Recently, a series of publications by members of the modENCODE consortium were released online at Science, Nature, and Genome Research. These works collectively describe a massive effort to functionally characterize and annotate the Drosophila melanogaster and Caenorhabditis elegans genomes, including in-depth analyses of genes and transcripts, epigenetic marks, transcription factor binding, and replication timing, across a range of developmental and tissue sources.
Integrated analyses of these data are described in two articles released at Science (Gerstein et al, 2010; modENCODE Consortium et al, 2010).
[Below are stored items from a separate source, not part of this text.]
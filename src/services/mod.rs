pub mod calendar;

pub use calendar::CalendarService;
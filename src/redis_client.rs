use redis::{aio::ConnectionManager, Client};

/// Shared Redis handle. The connection manager reconnects on its own, so a
/// clone per request is all callers need.
#[derive(Clone)]
pub struct RedisClient {
    pub conn: ConnectionManager,
}

impl RedisClient {
    pub async fn connect(redis_url: &str) -> redis::RedisResult<Self> {
        let client = Client::open(redis_url)?;
        let conn = client.get_connection_manager().await?;
        Ok(RedisClient { conn })
    }

    pub async fn ping(&self) -> redis::RedisResult<()> {
        let mut conn = self.conn.clone();
        redis::cmd("PING").query_async::<String>(&mut conn).await.map(|_| ())
    }
}
use axum::{
    extract::{
        rejection::{PathRejection, QueryRejection},
        Path, Query, State,
    },
    routing::{delete, put},
    Json, Router,
};
use serde::{Deserialize, Serialize};
use std::sync::Arc;
use uuid::Uuid;
use validator::Validate;

use crate::calendar::overrides::{state_of, OverrideFields, OverrideState};
use crate::calendar::{NormalizedEvent, YearKey};
use crate::controllers::invalidate_calendar;
use crate::error::{ApiError, ValidatedJson};
use crate::middleware::AuthUser;
use crate::services::CalendarService;
use crate::AppState;

pub fn routes() -> Router<Arc<AppState>> {
    Router::new()
        .route("/plan-overrides", put(save_override))
        .route("/plan-overrides/{id}", delete(revert_override))
}

#[derive(Debug, Deserialize, Validate)]
#[serde(rename_all = "camelCase")]
pub struct SaveOverride {
    #[validate(length(min = 1, max = 300))]
    pub plan_event_id: String,
    pub year: Option<YearKey>,
    #[validate(length(min = 1, max = 200))]
    pub title: String,
    #[validate(length(max = 200))]
    pub tutor: Option<String>,
    #[validate(length(max = 200))]
    pub venue: Option<String>,
    #[validate(length(max = 2000))]
    pub notes: Option<String>,
    #[serde(default)]
    pub is_cancelled: bool,
}

#[derive(Debug, Deserialize)]
pub struct RevertParams {
    pub year: Option<YearKey>,
}

#[derive(Debug, Serialize)]
#[serde(rename_all = "camelCase")]
pub struct SaveResponse {
    /// Id to pass to `DELETE /plan-overrides/{id}` to revert.
    pub override_id: Option<Uuid>,
    pub event: NormalizedEvent,
}

#[derive(Debug, Serialize)]
pub struct RevertResponse {
    /// The plan event as it shows again, absent when the plan no longer has it.
    pub restored: Option<NormalizedEvent>,
}

// PUT /api/plan-overrides
async fn save_override(
    State(state): State<Arc<AppState>>,
    user: AuthUser,
    ValidatedJson(req): ValidatedJson<SaveOverride>,
) -> Result<Json<SaveResponse>, ApiError> {
    let year = req.year.unwrap_or(state.config.calendar.default_year);
    let fields = OverrideFields {
        title: req.title,
        tutor: req.tutor,
        venue: req.venue,
        notes: req.notes,
        is_cancelled: req.is_cancelled,
    };

    let event = CalendarService::new(&state.db, &state.plans)
        .save_override(user.user_id, year, &req.plan_event_id, &fields)
        .await?;

    invalidate_calendar(&state, user.user_id).await;
    let override_id = match state_of(&event) {
        OverrideState::Overridden { personal_item_id } => Some(personal_item_id),
        OverrideState::Original => None,
    };
    Ok(Json(SaveResponse { override_id, event }))
}

// DELETE /api/plan-overrides/{id}
async fn revert_override(
    State(state): State<Arc<AppState>>,
    user: AuthUser,
    id: Result<Path<Uuid>, PathRejection>,
    params: Result<Query<RevertParams>, QueryRejection>,
) -> Result<Json<RevertResponse>, ApiError> {
    let Path(id) = id?;
    let Query(params) = params?;
    let year = params.year.unwrap_or(state.config.calendar.default_year);

    let restored = CalendarService::new(&state.db, &state.plans)
        .revert_override(user.user_id, year, id)
        .await?;

    invalidate_calendar(&state, user.user_id).await;
    Ok(Json(RevertResponse { restored }))
}
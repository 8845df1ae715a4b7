use redis::AsyncCommands;
use serde::Serialize;

use crate::cache::CacheService;

/// Violations stay on record this long after the last one.
const VIOLATION_MEMORY_SECS: u64 = 3600;

#[derive(Debug, Clone, Copy, PartialEq, Eq, Serialize)]
#[serde(rename_all = "lowercase")]
pub enum Penalty {
    None,
    Moderate,
    Severe,
}

impl Penalty {
    /// Repeat offenders wait longer: twice as long after two violations,
    /// four times after five.
    pub fn for_violations(violations: u64) -> Self {
        match violations {
            v if v > 5 => Penalty::Severe,
            v if v > 2 => Penalty::Moderate,
            _ => Penalty::None,
        }
    }

    pub fn multiplier(&self) -> u64 {
        match self {
            Penalty::None => 1,
            Penalty::Moderate => 2,
            Penalty::Severe => 4,
        }
    }

    pub fn as_str(&self) -> &'static str {
        match self {
            Penalty::None => "none",
            Penalty::Moderate => "moderate",
            Penalty::Severe => "severe",
        }
    }
}

/// Outcome of counting one request against a fixed window.
#[derive(Debug, Clone, PartialEq, Eq)]
pub struct RateDecision {
    pub allowed: bool,
    pub limit: u64,
    pub remaining: u64,
    /// Seconds until the current window closes.
    pub reset_secs: u64,
    pub retry_after: Option<u64>,
    pub penalty: Penalty,
}

impl RateDecision {
    /// Builds the decision from the window counter and, when over the limit,
    /// the running violation count.
    pub fn evaluate(count: u64, limit: u64, reset_secs: u64, violations: u64) -> Self {
        if count <= limit {
            return RateDecision {
                allowed: true,
                limit,
                remaining: limit - count,
                reset_secs,
                retry_after: None,
                penalty: Penalty::None,
            };
        }
        let penalty = Penalty::for_violations(violations);
        RateDecision {
            allowed: false,
            limit,
            remaining: 0,
            reset_secs,
            retry_after: Some(reset_secs.max(1) * penalty.multiplier()),
            penalty,
        }
    }
}

impl CacheService {
    /// Counts a request for `key` in a fixed window of `window_secs`.
    pub async fn hit_rate_limit(&self, key: &str, limit: u64, window_secs: u64) -> Result<RateDecision, redis::RedisError> {
        let counter = format!("ratelimit:{key}");
        let mut conn = self.redis.conn.clone();

        let (count, ttl): (u64, i64) = redis::pipe()
            .atomic()
            .incr(&counter, 1u64)
            .cmd("EXPIRE").arg(&counter).arg(window_secs).arg("NX").ignore()
            .ttl(&counter)
            .query_async(&mut conn)
            .await?;
        let reset_secs = u64::try_from(ttl).unwrap_or(window_secs);

        if count <= limit {
            return Ok(RateDecision::evaluate(count, limit, reset_secs, 0));
        }

        let strikes = format!("ratelimit:{key}:violations");
        let violations: u64 = conn.incr(&strikes, 1u64).await?;
        let _: () = conn.expire(&strikes, VIOLATION_MEMORY_SECS as i64).await?;

        Ok(RateDecision::evaluate(count, limit, reset_secs, violations))
    }
}

#[cfg(test)]
mod tests {
    use super::*;

    #[test]
    fn within_limit_reports_remaining() {
        let decision = RateDecision::evaluate(3, 10, 42, 0);
        assert!(decision.allowed);
        assert_eq!(decision.remaining, 7);
        assert_eq!(decision.retry_after, None);
    }

    #[test]
    fn penalties_escalate_with_violations() {
        assert_eq!(RateDecision::evaluate(11, 10, 30, 1).retry_after, Some(30));
        assert_eq!(RateDecision::evaluate(11, 10, 30, 3).retry_after, Some(60));
        let severe = RateDecision::evaluate(11, 10, 30, 6);
        assert_eq!(severe.retry_after, Some(120));
        assert_eq!(severe.penalty, Penalty::Severe);
        assert!(!severe.allowed);
        assert_eq!(severe.remaining, 0);
    }

    #[test]
    fn penalty_thresholds() {
        assert_eq!(Penalty::for_violations(2), Penalty::None);
        assert_eq!(Penalty::for_violations(3), Penalty::Moderate);
        assert_eq!(Penalty::for_violations(5), Penalty::Moderate);
        assert_eq!(Penalty::for_violations(6), Penalty::Severe);
    }
}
These works provide compelling support for the existence of highly occupied target regions (HOT) regions — regions of the genomes that bind a complex mix of many transcription factors, but whose connection with gene regulation is still largely unclear — and, show that the dense epigenetic datasets can be used to segment the genomes into “chromatin states” that have distinct functional properties (see also the recent work by Filion et al, 2010)
In a related Perspective, Mark Blaxter, declares that these works have provide an important step toward the ability “to compute an organism from its genome” (Blaxter 2010). A prime example of progress toward this goal is provided by the particularly comprehensive genomic regulatory network built by the Drosophila modENCODE team, which is inferred from a combination of ChIP-based transcription factor binding, sequence motifs, epigenetic marks, and coexpression (modENCODE Consortium et al, 2010). A relatively simple linear combination of predicted regulatory inputs can predict the expression of about one quarter of the transcriptome with some accuracy. In addition, the authors find that the remaining unpredictable genes tend to have noisier expression levels, suggesting that they may be intrinsically more weakly regulated.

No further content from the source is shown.